What you should do
From the entries that follow, gather each line holding the word "fold".
-- Given entries follows --
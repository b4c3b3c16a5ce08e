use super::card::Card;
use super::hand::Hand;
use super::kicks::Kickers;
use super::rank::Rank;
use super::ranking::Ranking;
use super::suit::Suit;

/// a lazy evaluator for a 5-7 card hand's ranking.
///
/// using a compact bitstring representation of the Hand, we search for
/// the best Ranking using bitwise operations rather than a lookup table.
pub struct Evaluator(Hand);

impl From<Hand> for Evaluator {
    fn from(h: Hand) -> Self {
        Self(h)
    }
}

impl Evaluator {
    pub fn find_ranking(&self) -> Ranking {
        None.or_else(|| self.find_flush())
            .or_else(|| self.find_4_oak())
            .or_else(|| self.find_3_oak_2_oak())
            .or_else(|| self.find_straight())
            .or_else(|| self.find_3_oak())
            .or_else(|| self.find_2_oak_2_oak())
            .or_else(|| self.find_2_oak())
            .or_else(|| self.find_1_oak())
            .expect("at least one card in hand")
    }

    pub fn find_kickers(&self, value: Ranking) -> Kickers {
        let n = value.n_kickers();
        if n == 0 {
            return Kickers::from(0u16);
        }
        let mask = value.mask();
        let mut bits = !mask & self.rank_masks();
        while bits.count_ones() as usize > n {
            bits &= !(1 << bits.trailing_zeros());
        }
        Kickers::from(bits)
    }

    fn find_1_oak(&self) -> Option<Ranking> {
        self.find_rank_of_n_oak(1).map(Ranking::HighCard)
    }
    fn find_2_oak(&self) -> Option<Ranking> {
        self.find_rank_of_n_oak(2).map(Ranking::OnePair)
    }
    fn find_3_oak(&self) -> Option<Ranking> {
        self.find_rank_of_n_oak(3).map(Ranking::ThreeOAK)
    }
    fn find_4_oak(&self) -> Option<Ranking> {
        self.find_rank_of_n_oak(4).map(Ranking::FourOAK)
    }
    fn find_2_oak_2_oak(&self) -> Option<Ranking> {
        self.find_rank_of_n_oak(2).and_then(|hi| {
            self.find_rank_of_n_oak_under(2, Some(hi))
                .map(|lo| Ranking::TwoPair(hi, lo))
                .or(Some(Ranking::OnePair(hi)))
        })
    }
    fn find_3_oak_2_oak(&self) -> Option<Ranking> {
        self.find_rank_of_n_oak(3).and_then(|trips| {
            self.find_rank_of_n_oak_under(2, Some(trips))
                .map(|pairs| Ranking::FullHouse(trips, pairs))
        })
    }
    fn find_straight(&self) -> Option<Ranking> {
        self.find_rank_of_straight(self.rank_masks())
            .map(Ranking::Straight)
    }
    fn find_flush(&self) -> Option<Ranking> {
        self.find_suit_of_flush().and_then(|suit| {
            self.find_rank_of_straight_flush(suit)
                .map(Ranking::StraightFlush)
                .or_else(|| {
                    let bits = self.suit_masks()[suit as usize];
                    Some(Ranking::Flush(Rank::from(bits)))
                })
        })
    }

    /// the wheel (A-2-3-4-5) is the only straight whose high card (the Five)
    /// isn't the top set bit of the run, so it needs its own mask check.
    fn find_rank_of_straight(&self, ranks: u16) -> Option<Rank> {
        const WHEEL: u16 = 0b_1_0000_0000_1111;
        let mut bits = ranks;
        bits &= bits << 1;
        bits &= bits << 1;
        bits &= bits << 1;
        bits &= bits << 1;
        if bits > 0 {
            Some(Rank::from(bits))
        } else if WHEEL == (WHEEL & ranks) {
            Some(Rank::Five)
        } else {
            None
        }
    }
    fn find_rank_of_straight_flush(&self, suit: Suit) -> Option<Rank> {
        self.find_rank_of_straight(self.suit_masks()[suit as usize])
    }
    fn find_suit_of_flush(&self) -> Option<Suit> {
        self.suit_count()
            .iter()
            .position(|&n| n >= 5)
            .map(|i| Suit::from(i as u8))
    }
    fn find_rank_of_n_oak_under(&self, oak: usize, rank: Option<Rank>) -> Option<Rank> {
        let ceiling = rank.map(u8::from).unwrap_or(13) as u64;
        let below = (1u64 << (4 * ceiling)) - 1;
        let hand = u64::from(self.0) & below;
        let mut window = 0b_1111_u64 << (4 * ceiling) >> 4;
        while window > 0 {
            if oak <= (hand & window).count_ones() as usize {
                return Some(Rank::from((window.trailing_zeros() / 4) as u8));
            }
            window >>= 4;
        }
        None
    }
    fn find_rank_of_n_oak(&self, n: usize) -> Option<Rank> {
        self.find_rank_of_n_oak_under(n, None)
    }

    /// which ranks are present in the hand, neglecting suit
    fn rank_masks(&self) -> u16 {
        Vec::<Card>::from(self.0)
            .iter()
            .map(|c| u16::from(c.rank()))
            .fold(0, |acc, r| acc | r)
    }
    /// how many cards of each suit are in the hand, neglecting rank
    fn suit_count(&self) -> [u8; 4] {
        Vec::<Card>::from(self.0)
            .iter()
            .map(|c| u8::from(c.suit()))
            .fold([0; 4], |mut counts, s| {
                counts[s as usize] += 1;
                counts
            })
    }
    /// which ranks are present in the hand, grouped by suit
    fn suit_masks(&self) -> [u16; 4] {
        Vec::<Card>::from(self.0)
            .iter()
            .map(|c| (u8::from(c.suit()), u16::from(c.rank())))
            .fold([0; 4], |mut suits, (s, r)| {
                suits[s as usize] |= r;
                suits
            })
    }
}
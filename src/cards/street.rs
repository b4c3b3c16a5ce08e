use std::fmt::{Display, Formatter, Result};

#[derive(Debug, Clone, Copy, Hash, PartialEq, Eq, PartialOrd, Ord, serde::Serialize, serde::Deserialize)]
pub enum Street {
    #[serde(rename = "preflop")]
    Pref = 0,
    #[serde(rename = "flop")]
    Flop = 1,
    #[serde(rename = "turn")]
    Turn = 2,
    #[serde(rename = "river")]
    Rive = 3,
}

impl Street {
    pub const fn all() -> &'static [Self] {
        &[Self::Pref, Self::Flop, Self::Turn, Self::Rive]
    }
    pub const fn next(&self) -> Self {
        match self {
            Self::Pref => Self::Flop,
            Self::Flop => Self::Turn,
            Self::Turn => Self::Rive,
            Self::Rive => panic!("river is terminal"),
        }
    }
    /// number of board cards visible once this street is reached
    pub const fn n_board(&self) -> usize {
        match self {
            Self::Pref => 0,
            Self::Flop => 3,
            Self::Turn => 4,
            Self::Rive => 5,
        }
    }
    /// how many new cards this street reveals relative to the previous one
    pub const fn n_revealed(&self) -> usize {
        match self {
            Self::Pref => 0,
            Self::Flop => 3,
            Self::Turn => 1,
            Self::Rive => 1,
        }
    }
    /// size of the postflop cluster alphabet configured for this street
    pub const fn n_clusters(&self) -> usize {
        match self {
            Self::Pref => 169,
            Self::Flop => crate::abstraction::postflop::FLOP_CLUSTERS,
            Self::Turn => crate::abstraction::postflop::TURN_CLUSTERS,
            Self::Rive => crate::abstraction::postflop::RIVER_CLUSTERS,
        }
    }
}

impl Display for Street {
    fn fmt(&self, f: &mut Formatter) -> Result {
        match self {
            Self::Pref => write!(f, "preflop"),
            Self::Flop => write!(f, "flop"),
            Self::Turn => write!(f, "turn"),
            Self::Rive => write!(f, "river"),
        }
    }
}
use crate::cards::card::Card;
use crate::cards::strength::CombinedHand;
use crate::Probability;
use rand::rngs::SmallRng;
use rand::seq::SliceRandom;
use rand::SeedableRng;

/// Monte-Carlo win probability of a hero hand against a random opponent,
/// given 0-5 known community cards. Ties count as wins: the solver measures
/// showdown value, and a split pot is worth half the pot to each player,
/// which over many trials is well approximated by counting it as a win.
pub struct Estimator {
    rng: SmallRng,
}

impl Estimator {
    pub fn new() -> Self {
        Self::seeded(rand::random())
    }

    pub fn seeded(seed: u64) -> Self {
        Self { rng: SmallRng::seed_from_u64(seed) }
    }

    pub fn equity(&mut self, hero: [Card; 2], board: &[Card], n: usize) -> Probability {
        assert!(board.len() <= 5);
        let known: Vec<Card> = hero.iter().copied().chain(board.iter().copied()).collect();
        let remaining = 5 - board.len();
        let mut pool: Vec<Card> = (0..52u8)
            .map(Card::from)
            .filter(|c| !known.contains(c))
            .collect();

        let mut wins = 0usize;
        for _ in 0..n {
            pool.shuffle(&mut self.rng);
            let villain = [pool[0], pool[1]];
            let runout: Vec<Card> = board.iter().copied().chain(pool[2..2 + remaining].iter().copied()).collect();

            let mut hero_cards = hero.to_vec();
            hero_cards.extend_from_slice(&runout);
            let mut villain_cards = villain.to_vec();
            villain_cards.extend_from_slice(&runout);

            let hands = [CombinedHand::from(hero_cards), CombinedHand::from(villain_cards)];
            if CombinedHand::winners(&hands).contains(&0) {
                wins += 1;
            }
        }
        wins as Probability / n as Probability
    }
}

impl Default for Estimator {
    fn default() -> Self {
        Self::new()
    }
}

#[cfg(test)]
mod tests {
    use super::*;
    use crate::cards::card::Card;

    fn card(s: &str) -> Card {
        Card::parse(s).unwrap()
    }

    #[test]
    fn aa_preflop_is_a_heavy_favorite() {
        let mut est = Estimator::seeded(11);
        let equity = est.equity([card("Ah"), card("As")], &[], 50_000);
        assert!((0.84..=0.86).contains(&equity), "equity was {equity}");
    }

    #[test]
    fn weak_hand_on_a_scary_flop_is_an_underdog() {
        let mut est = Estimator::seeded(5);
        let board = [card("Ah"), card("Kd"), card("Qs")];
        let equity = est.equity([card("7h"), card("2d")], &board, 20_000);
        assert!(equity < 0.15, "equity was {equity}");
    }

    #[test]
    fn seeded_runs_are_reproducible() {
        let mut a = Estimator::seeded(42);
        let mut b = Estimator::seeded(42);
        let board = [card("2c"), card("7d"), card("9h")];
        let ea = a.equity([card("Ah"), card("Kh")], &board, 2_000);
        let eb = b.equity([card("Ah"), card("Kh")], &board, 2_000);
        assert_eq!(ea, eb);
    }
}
-- Given entries concluded --
Task answer
            .fold(0, |acc, r| acc | r)
            .fold([0; 4], |mut counts, s| {
            .fold([0; 4], |mut suits, (s, r)| {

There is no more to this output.